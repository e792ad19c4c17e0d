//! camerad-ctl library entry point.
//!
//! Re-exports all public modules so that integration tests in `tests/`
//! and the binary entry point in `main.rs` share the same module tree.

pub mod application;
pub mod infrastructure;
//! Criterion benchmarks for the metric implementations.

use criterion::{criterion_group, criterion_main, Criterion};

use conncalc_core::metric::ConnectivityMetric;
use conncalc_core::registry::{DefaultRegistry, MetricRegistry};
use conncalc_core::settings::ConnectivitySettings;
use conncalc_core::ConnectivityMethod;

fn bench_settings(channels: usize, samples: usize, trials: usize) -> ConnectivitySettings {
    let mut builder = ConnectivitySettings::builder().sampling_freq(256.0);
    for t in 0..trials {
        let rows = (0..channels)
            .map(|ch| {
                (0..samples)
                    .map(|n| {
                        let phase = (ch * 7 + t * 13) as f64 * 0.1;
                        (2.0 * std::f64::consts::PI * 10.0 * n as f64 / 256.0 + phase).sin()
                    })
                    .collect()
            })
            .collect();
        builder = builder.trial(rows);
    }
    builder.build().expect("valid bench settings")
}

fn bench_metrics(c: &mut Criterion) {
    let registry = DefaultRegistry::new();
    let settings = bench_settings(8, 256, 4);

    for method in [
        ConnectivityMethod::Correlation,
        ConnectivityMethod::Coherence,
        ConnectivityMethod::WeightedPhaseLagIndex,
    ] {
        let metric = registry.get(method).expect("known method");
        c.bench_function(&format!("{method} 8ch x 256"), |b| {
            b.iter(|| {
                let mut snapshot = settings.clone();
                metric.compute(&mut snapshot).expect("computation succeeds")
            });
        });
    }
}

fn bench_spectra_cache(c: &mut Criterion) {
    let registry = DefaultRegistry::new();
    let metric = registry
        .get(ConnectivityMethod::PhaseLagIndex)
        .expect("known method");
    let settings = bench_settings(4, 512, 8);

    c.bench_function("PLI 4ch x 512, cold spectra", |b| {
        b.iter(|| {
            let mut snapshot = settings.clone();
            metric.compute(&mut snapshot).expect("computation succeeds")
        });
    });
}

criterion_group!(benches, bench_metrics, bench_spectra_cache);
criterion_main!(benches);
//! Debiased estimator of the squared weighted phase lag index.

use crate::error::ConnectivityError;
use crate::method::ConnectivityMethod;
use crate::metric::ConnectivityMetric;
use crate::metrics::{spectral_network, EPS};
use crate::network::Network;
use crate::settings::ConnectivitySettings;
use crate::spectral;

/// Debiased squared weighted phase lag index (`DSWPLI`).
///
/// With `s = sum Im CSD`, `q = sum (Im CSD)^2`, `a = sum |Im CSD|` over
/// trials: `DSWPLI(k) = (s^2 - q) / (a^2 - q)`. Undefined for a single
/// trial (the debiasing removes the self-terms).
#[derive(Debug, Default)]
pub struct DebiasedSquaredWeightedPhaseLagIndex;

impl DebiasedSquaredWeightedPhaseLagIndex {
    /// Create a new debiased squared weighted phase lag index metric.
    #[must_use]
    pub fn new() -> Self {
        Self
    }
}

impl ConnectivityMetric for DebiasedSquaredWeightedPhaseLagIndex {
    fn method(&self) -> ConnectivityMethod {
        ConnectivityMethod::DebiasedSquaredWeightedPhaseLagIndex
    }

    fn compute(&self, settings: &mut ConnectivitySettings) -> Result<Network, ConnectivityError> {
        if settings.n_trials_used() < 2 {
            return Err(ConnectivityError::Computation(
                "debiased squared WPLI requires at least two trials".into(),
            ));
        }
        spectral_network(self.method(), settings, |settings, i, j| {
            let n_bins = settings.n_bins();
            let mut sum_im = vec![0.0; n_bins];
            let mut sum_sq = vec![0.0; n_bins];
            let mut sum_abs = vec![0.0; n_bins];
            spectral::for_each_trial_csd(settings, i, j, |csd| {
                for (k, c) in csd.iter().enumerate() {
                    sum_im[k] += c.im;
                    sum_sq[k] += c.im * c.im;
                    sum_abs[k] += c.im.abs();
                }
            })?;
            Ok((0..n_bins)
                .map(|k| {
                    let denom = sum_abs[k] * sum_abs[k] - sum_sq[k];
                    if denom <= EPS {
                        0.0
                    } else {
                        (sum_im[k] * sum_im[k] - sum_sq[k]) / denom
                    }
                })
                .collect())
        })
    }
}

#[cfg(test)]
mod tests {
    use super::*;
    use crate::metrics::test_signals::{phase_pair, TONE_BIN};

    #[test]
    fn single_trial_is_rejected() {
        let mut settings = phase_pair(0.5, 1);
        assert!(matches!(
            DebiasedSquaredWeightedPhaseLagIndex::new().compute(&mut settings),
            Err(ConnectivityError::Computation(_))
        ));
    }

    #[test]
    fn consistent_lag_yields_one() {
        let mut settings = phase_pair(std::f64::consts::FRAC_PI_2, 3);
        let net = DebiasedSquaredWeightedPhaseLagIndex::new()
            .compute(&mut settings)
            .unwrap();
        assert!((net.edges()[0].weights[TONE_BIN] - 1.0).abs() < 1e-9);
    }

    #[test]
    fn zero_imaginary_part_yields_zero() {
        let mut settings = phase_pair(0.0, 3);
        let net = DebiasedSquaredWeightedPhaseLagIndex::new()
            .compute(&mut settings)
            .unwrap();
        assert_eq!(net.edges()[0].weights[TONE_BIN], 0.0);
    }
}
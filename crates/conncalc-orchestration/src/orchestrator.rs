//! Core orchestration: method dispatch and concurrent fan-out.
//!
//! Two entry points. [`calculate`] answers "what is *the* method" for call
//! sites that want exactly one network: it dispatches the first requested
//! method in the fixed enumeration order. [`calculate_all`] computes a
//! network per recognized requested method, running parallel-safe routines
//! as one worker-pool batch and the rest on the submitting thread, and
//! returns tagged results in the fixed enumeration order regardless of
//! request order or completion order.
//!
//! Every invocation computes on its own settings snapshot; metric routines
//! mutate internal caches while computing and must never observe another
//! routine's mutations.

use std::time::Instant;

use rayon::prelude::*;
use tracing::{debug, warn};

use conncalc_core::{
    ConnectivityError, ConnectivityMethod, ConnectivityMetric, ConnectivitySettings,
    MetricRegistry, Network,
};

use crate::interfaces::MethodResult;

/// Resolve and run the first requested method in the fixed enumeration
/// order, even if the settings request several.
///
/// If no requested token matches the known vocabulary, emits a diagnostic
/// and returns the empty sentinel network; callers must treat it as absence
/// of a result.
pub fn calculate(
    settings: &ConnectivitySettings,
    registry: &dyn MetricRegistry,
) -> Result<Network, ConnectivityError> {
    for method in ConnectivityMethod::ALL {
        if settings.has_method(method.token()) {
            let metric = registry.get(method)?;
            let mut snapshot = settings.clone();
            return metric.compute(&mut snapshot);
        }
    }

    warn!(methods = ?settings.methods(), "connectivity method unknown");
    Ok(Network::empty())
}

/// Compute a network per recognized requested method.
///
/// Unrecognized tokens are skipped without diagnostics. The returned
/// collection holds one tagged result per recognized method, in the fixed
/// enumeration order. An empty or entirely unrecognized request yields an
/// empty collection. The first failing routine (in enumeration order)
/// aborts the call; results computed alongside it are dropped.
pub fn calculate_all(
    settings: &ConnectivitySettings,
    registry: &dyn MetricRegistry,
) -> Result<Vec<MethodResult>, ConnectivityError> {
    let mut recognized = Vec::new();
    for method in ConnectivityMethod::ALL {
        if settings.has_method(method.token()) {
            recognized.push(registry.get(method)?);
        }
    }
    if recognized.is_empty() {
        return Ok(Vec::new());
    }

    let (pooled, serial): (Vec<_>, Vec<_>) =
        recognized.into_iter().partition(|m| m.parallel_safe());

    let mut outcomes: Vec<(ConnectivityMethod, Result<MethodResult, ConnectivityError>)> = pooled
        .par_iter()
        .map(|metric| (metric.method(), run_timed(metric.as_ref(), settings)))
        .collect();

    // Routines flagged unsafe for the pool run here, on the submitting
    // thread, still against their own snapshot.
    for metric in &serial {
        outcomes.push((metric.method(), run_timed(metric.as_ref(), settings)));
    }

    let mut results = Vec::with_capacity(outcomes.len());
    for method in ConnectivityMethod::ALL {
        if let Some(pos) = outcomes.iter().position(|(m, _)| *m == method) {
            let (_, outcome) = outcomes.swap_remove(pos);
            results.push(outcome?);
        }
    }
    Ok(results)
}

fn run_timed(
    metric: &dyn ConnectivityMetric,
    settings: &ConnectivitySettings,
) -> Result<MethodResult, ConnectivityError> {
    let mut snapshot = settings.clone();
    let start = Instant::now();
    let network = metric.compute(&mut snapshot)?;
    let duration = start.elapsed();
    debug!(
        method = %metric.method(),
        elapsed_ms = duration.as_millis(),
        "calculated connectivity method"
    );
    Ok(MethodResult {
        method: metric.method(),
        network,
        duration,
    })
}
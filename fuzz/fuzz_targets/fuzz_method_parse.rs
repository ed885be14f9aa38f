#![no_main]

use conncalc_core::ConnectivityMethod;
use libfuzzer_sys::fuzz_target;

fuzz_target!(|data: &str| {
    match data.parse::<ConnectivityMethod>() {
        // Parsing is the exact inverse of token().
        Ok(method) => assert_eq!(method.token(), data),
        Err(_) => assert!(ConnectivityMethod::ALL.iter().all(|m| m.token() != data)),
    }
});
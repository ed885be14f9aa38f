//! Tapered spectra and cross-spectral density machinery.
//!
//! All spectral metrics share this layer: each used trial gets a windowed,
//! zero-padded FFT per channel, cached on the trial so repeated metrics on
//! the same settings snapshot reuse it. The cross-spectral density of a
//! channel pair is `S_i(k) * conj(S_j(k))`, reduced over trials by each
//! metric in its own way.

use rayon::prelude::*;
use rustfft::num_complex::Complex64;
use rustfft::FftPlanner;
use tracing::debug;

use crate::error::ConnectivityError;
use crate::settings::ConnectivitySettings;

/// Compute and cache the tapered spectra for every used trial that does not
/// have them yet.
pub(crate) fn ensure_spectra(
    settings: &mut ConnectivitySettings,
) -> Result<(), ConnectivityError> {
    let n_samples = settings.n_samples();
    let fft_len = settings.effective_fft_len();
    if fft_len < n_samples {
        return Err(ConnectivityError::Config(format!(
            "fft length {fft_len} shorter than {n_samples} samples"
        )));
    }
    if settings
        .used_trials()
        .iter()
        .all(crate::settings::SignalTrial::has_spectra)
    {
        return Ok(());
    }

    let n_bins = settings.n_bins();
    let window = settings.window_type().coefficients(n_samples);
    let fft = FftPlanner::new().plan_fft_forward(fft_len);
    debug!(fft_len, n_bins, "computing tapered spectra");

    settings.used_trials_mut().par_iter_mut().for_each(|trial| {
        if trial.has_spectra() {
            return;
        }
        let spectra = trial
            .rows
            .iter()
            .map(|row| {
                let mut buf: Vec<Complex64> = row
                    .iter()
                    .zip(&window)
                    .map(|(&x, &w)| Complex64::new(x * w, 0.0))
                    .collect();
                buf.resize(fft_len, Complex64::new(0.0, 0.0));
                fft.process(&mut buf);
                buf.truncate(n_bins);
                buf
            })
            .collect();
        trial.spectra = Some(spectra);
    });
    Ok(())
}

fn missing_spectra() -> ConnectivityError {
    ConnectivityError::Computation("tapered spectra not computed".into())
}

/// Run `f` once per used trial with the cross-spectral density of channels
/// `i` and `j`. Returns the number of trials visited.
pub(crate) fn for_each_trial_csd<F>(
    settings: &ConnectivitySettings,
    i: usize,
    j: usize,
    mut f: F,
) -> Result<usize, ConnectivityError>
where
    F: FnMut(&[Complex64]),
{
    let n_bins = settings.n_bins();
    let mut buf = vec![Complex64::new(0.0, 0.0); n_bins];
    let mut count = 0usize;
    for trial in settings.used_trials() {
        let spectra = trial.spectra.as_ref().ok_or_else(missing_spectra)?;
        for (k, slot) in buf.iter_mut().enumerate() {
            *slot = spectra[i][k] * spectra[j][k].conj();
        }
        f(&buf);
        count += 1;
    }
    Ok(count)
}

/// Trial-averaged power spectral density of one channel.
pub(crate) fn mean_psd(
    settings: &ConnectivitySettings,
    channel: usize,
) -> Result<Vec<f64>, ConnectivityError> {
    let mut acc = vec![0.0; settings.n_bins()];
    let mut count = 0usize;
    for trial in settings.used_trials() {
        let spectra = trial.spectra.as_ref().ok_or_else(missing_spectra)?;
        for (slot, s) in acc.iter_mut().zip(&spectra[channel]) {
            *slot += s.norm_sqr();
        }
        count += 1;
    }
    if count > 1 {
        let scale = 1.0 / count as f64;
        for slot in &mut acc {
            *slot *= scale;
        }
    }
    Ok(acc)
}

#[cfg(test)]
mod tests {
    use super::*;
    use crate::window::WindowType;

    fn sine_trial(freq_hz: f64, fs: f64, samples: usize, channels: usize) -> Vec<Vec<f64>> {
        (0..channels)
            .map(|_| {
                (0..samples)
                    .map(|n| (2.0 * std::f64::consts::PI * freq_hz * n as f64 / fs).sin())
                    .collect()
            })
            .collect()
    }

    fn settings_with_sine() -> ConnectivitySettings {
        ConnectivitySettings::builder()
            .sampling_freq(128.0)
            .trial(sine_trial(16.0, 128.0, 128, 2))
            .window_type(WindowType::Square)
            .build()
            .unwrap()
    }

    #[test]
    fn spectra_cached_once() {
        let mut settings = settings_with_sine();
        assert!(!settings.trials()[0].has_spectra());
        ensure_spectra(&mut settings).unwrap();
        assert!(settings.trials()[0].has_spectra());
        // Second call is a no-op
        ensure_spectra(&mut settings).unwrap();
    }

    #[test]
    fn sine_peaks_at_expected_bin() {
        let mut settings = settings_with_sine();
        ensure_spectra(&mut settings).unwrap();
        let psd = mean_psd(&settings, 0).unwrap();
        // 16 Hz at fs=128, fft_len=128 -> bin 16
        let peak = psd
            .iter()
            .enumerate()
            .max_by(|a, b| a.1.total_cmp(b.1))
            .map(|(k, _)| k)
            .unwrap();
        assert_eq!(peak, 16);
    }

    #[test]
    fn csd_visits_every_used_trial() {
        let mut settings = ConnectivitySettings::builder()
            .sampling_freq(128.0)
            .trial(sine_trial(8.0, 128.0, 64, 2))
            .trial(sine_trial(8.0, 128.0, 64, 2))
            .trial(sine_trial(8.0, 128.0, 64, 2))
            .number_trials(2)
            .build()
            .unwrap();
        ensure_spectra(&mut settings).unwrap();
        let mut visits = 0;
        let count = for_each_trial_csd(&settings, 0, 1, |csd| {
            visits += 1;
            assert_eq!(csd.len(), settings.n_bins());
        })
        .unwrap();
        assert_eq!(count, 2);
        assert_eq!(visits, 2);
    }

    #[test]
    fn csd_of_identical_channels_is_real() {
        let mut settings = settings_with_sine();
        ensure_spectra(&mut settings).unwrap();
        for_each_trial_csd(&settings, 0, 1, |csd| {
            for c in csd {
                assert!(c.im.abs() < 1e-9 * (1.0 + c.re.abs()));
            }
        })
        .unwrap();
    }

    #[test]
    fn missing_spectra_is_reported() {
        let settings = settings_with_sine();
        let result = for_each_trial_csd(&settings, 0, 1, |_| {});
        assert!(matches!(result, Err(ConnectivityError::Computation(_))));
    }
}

### Requirement
Go through the entries above and copy every line containing "count".

### Your response
    let mut count = 0usize;
        count += 1;
    Ok(count)
    let mut count = 0usize;
        count += 1;
    if count > 1 {
        let scale = 1.0 / count as f64;
        let count = for_each_trial_csd(&settings, 0, 1, |csd| {
        assert_eq!(count, 2);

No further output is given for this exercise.